Sometimes God commands things that are hard. That’s the way things go. But it is impossible for God to command what is untrue, unjust, or evil, for God is goodness, truth and justice in his person. We cannot fail in love, in truth, justice, or goodness by following God’s commands. It is better to follow these commands than to make up stuff on our own. Aquinas, again, “The eternal law cannot err, but human reason can. Consequently the will that abides by human reason, is not always right, nor is it always in accord with the eternal law.”
Jesus walks us down this path as well, with an interesting saying about sewing and vintnering.
Nemo assumentum panni rudis assuit vestimento veteri: alioquin aufert supplementum novum a veteri, et major scissura fit.
No man seweth a piece of raw cloth to an old garment: otherwise the new piecing taketh away from the old, and there is made a greater rent.
Saul wants to take what he knows about running an army and do – mostly – what God has commanded.
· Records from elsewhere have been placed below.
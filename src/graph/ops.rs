//! The closed operator/function vocabulary of the equation language, and its
//! mapping onto the external runtime's operation identifiers.

use serde::{Deserialize, Serialize};

/// Every operation a node can perform.
///
/// Variant names are exactly the operation identifiers the external sink
/// expects (`SinDeg`, `Fmod`, ...), so serialization and name generation
/// share one table. Radian-suffixed source tokens (`rSIN`) collapse onto the
/// plain variants; degree-suffixed tokens (`dSIN`) get their own kind.
#[derive(Debug, Clone, Copy, PartialEq, Eq, Hash, Serialize, Deserialize)]
pub enum FunctionKind {
    Add,
    Subtract,
    Multiply,
    Divide,
    Fmod,
    Power,
    Greater,
    Less,
    Min,
    Max,
    Abs,
    Sign,
    Round,
    Ceil,
    Floor,
    Sqrt,
    Sin,
    SinDeg,
    Asin,
    AsinDeg,
    Cos,
    CosDeg,
    Acos,
    AcosDeg,
    Tan,
    TanDeg,
    Atan,
    AtanDeg,
}

impl FunctionKind {
    /// Maps an operator token (`+`, `^`, ...) to its kind.
    pub fn from_operator(token: &str) -> Option<Self> {
        Some(match token {
            "^" => Self::Power,
            "*" => Self::Multiply,
            "/" => Self::Divide,
            "%" => Self::Fmod,
            "+" => Self::Add,
            "-" => Self::Subtract,
            ">" => Self::Greater,
            "<" => Self::Less,
            _ => return None,
        })
    }

    /// Maps a function-name token (`SQRT`, `dSIN`, ...) to its kind.
    pub fn from_function(token: &str) -> Option<Self> {
        Some(match token {
            "MIN" => Self::Min,
            "MAX" => Self::Max,
            "ABS" => Self::Abs,
            "SIGN" => Self::Sign,
            "ROUND" => Self::Round,
            "CEIL" => Self::Ceil,
            "FLOOR" => Self::Floor,
            "SQRT" => Self::Sqrt,
            "SIN" | "rSIN" => Self::Sin,
            "dSIN" => Self::SinDeg,
            "ASIN" | "rASIN" => Self::Asin,
            "dASIN" => Self::AsinDeg,
            "COS" | "rCOS" => Self::Cos,
            "dCOS" => Self::CosDeg,
            "ACOS" | "rACOS" => Self::Acos,
            "dACOS" => Self::AcosDeg,
            "TAN" | "rTAN" => Self::Tan,
            "dTAN" => Self::TanDeg,
            "ATAN" | "rATAN" => Self::Atan,
            "dATAN" => Self::AtanDeg,
            _ => return None,
        })
    }

    pub fn from_token(token: &str) -> Option<Self> {
        Self::from_operator(token).or_else(|| Self::from_function(token))
    }

    /// The external operation identifier, also used as the stem of generated
    /// node names (`Add1`, `SinDeg3`, ...).
    pub fn op_name(&self) -> &'static str {
        match self {
            Self::Add => "Add",
            Self::Subtract => "Subtract",
            Self::Multiply => "Multiply",
            Self::Divide => "Divide",
            Self::Fmod => "Fmod",
            Self::Power => "Power",
            Self::Greater => "Greater",
            Self::Less => "Less",
            Self::Min => "Min",
            Self::Max => "Max",
            Self::Abs => "Abs",
            Self::Sign => "Sign",
            Self::Round => "Round",
            Self::Ceil => "Ceil",
            Self::Floor => "Floor",
            Self::Sqrt => "Sqrt",
            Self::Sin => "Sin",
            Self::SinDeg => "SinDeg",
            Self::Asin => "Asin",
            Self::AsinDeg => "AsinDeg",
            Self::Cos => "Cos",
            Self::CosDeg => "CosDeg",
            Self::Acos => "Acos",
            Self::AcosDeg => "AcosDeg",
            Self::Tan => "Tan",
            Self::TanDeg => "TanDeg",
            Self::Atan => "Atan",
            Self::AtanDeg => "AtanDeg",
        }
    }
}

/// True for the eight infix operator tokens.
pub fn is_operator(token: &str) -> bool {
    precedence(token).is_some()
}

/// True for the fixed function vocabulary (`MIN` .. `dATAN`).
pub fn is_function(token: &str) -> bool {
    FunctionKind::from_function(token).is_some()
}

/// Binding strength of an operator token. `None` for non-operators.
pub fn precedence(token: &str) -> Option<u8> {
    Some(match token {
        "^" => 4,
        "*" | "/" | "%" => 3,
        "+" | "-" => 2,
        ">" | "<" => 1,
        _ => return None,
    })
}

/// `^` is the only right-associative operator: an equal-precedence `^` on
/// the stack must not be popped by an incoming `^`.
pub fn is_right_associative(token: &str) -> bool {
    token == "^"
}

/// Binary tokens pop two operands; everything else in the vocabulary pops
/// one. Only `MIN` and `MAX` are binary among the named functions.
pub fn is_binary(token: &str) -> bool {
    is_operator(token) || token == "MIN" || token == "MAX"
}
//! ObjectBucketClaim reconciliation
//!
//! A pass is keyed by claim identity only. It either provisions (the claim
//! exists and asks for a bucket) or deprovisions (the claim is gone). Every
//! artifact is named deterministically, so re-running a pass after a crash or
//! alongside another pass for the same claim converges on the same records.
//!
//! Provisioning runs as a fixed sequence of steps:
//!
//! ```text
//! ResolveClaim -> ComposeName -> InvokePlugin -> NameBinding
//!   -> PersistBinding -> PersistCredentials -> PersistConnectionInfo
//!   -> UpdateClaim
//! ```
//!
//! Any failure after the plugin was invoked triggers
//! the cleanup routine, which removes what this pass
//! persisted and, in dynamic mode, asks the plugin to delete the bucket.

use std::collections::BTreeMap;
use std::sync::Arc;

use k8s_openapi::api::storage::v1::StorageClass;
use kube::{Client, ResourceExt};
use tracing::{debug, error, info, instrument, warn};

use super::artifacts::{connection_config_map, credentials_secret};
use super::naming::{compose_bucket_name, object_bucket_name};
use crate::config::ReconcilerOptions;
use crate::crd::{
    ClaimPhase, ClaimRef, ObjectBucket, ObjectBucketClaim, ObjectBucketClaimStatus, ReclaimPolicy,
};
use crate::provisioner::{BucketOptions, Provisioner};
use crate::retry::create_until_visible;
use crate::store::{KubeResourceStore, ObjectKey, ResourceStore};
use crate::{Error, Result, BUCKET_FINALIZER, PROVISIONER_ANNOTATION, STORAGE_CLASS_BUCKET_PARAM};

/// Outcome of a successful reconcile pass
#[derive(Clone, Copy, Debug, Default, PartialEq, Eq)]
pub struct ReconcileResult {
    /// Whether the dispatcher should run the pass again
    pub requeue: bool,
}

impl ReconcileResult {
    /// Pass finished, nothing left to do
    pub fn done() -> Self {
        Self { requeue: false }
    }
}

/// Steps of the provisioning flow, used as error context
#[derive(Clone, Copy, Debug, PartialEq, Eq)]
enum ProvisionStep {
    ResolveClaim,
    ComposeName,
    InvokePlugin,
    PersistBinding,
    PersistCredentials,
    PersistConnectionInfo,
    UpdateClaim,
}

impl ProvisionStep {
    fn as_str(self) -> &'static str {
        match self {
            Self::ResolveClaim => "ResolveClaim",
            Self::ComposeName => "ComposeName",
            Self::InvokePlugin => "InvokePlugin",
            Self::PersistBinding => "PersistBinding",
            Self::PersistCredentials => "PersistCredentials",
            Self::PersistConnectionInfo => "PersistConnectionInfo",
            Self::UpdateClaim => "UpdateClaim",
        }
    }

    fn wrap(self, key: &ObjectKey, err: Error) -> Error {
        Error::reconcile(self.as_str(), key, err)
    }
}

/// How a StorageClass asks for buckets
#[derive(Clone, Debug, PartialEq, Eq)]
enum BucketMode {
    /// Create a new bucket per claim
    Dynamic,
    /// Grant access to one pre-existing bucket
    Static {
        /// Name of the existing bucket
        bucket_name: String,
    },
}

impl BucketMode {
    fn for_class(class: &StorageClass) -> Self {
        let existing = class
            .parameters
            .as_ref()
            .and_then(|p| p.get(STORAGE_CLASS_BUCKET_PARAM))
            .filter(|name| !name.is_empty());
        match existing {
            Some(name) => Self::Static {
                bucket_name: name.clone(),
            },
            None => Self::Dynamic,
        }
    }

    fn is_dynamic(&self) -> bool {
        matches!(self, Self::Dynamic)
    }
}

/// What a provisioning pass produced so far
///
/// Only records created or adopted by this pass are listed; cleanup never
/// touches anything else.
#[derive(Debug, Default)]
struct ProvisionedArtifacts {
    /// Valid bucket returned by the plugin, named once the binding was composed
    bucket: Option<ObjectBucket>,
    /// Name of the persisted ObjectBucket
    binding: Option<String>,
    /// Key of the persisted credentials Secret
    secret: Option<ObjectKey>,
    /// Key of the persisted connection ConfigMap
    config_map: Option<ObjectKey>,
    /// Claim as it was before UpdateClaim was attempted
    claim_before_update: Option<ObjectBucketClaim>,
}

/// Reconciles ObjectBucketClaims for one provisioner
pub struct ClaimReconciler {
    store: Arc<dyn ResourceStore>,
    provisioner: Arc<dyn Provisioner>,
    provisioner_name: String,
    options: ReconcilerOptions,
}
//! Error types for the bucket provisioner
//!
//! Store failures keep "not found" and "already exists" distinguishable so the
//! reconciler can treat them as benign signals. Every failure that leaves a
//! provisioning step is wrapped in [`Error::Reconcile`] with the step and claim
//! that produced it.

use thiserror::Error;

use crate::provisioner::ProvisionerError;

/// Main error type for bucket provisioner operations
#[derive(Debug, Error)]
#[non_exhaustive]
pub enum Error {
    /// Kubernetes API error that is neither "not found" nor "already exists"
    #[error("kubernetes error: {0}")]
    Kube(#[from] kube::Error),

    /// Record is absent from the store
    #[error("{kind} {key} not found")]
    NotFound {
        /// Record kind (ObjectBucketClaim, Secret, ...)
        kind: String,
        /// Namespace/name or cluster-scoped name of the record
        key: String,
    },

    /// Record already exists in the store
    #[error("{kind} {key} already exists")]
    AlreadyExists {
        /// Record kind
        kind: String,
        /// Namespace/name or cluster-scoped name of the record
        key: String,
    },

    /// Generic persistence failure
    #[error("store error during {operation}: {message}")]
    Store {
        /// Store operation that failed (e.g., "create secret")
        operation: String,
        /// Description of what failed
        message: String,
    },

    /// The provisioner plugin failed
    #[error("provisioner error {operation} bucket {bucket:?}: {source}")]
    Provisioner {
        /// Plugin operation (provisioning, granting access to, deleting, revoking access to)
        operation: String,
        /// Bucket the operation targeted
        bucket: String,
        /// Error reported by the plugin
        source: ProvisionerError,
    },

    /// The provisioner plugin returned a result that cannot be used
    #[error("provisioner contract violation: {0}")]
    ContractViolation(String),

    /// Missing or inconsistent configuration (storage class, names, options)
    #[error("configuration error: {0}")]
    Configuration(String),

    /// A reconciliation step failed for a claim
    #[error("{step} failed for claim {claim}: {source}")]
    Reconcile {
        /// Step of the provisioning or deprovisioning flow
        step: &'static str,
        /// Namespace/name of the claim
        claim: String,
        /// Underlying failure
        source: Box<Error>,
    },
}

impl Error {
    /// Create a not-found error for a record kind and key
    pub fn not_found(kind: impl Into<String>, key: impl ToString) -> Self {
        Self::NotFound {
            kind: kind.into(),
            key: key.to_string(),
        }
    }

    /// Create an already-exists error for a record kind and key
    pub fn already_exists(kind: impl Into<String>, key: impl ToString) -> Self {
        Self::AlreadyExists {
            kind: kind.into(),
            key: key.to_string(),
        }
    }

    /// Create a store error for the given operation
    pub fn store(operation: impl Into<String>, msg: impl Into<String>) -> Self {
        Self::Store {
            operation: operation.into(),
            message: msg.into(),
        }
    }

    /// Wrap a plugin failure with the operation and bucket it concerned
    pub fn provisioner(
        operation: impl Into<String>,
        bucket: impl Into<String>,
        source: ProvisionerError,
    ) -> Self {
        Self::Provisioner {
            operation: operation.into(),
            bucket: bucket.into(),
            source,
        }
    }

    /// Create a contract violation error with the given message
    pub fn contract_violation(msg: impl Into<String>) -> Self {
        Self::ContractViolation(msg.into())
    }

    /// Create a configuration error with the given message
    pub fn configuration(msg: impl Into<String>) -> Self {
        Self::Configuration(msg.into())
    }

    /// Attach step and claim context to an error
    pub fn reconcile(step: &'static str, claim: impl ToString, source: Error) -> Self {
        Self::Reconcile {
            step,
            claim: claim.to_string(),
            source: Box::new(source),
        }
    }

    /// The innermost error, looking through reconcile context
    pub fn root(&self) -> &Error {
        match self {
            Self::Reconcile { source, .. } => source.root(),
            other => other,
        }
    }

    /// Returns true if the record was absent
    pub fn is_not_found(&self) -> bool {
        matches!(self.root(), Self::NotFound { .. })
    }

    /// Returns true if the failure is a benign "already exists" race signal,
    /// from either the store or the provisioner plugin
    pub fn is_already_exists(&self) -> bool {
        matches!(
            self.root(),
            Self::AlreadyExists { .. }
                | Self::Provisioner {
                    source: ProvisionerError::BucketExists(_),
                    ..
                }
        )
    }

    /// Returns true if running the pass again may succeed
    ///
    /// Contract violations and configuration errors need a fix outside the
    /// reconciler and are not retried.
    pub fn is_retryable(&self) -> bool {
        !matches!(
            self.root(),
            Self::ContractViolation(_) | Self::Configuration(_)
        )
    }
}
//! Logging initialization
//!
//! The library only emits `tracing` events; the process that embeds the
//! reconciler decides where they go. [`init_logging`] installs the subscriber
//! the bundled binary and most integrators want:
//! - `RUST_LOG`-style filtering, defaulting to info for this crate
//! - human-readable output, or JSON lines with span context when requested

use thiserror::Error;
use tracing_subscriber::layer::SubscriberExt;
use tracing_subscriber::util::SubscriberInitExt;
use tracing_subscriber::EnvFilter;

/// Filter used when `RUST_LOG` is unset or invalid
const DEFAULT_FILTER: &str = "info,bucket_provisioner=debug,kube=info,tower=warn,hyper=warn";

/// Errors that can occur during logging initialization
#[derive(Debug, Error)]
pub enum TelemetryError {
    /// A global subscriber was already installed
    #[error("failed to initialize tracing subscriber: {0}")]
    SubscriberInit(String),
}

/// Install the global tracing subscriber
///
/// # Example
///
/// ```ignore
/// use bucket_provisioner::telemetry::init_logging;
///
/// init_logging(true)?; // JSON lines
/// ```
pub fn init_logging(json: bool) -> Result<(), TelemetryError> {
    let env_filter = EnvFilter::try_from_default_env().unwrap_or_else(|_| default_filter());

    // Option<Layer> implements Layer, so only one formatter is active
    let (json_layer, text_layer) = if json {
        let layer = tracing_subscriber::fmt::layer()
            .json()
            .with_current_span(true)
            .with_span_list(false)
            .with_target(true)
            .with_file(false)
            .with_line_number(false);
        (Some(layer), None)
    } else {
        (None, Some(tracing_subscriber::fmt::layer().with_target(true)))
    };

    tracing_subscriber::registry()
        .with(env_filter)
        .with(json_layer)
        .with(text_layer)
        .try_init()
        .map_err(|e: tracing_subscriber::util::TryInitError| {
            TelemetryError::SubscriberInit(e.to_string())
        })
}

fn default_filter() -> EnvFilter {
    EnvFilter::new(DEFAULT_FILTER)
}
Our temptation always is to say that we can take our old lifestyle, our old patterns of thinking and just sew on a Christian patch. We can oppress the poor and deny our workers their wages as a Christian. We can be racist as a Christian. We can seek wealth as an end as a Christian. We can do sex outside of Marriage as a Christian. We can do sex inside a Marriage with contraception as a Christian. Samuel compares all of this to Witchcraft and Idolatry. We might as well do fortune telling and play with the Ouija boards and burn incense to Kuan Yin.
Jesus is clear: our old things will tear apart from the patch, our wineskins will burst spoiling both the wineskins and the wine.
Samuel is clear, too: you have rejected God, God has rejected you as king. A king served as priest and teacher for his people. Saul is not fit for either – nor as war leader – because he has decided, when it comes to God’s commands, there might be times when he knows better.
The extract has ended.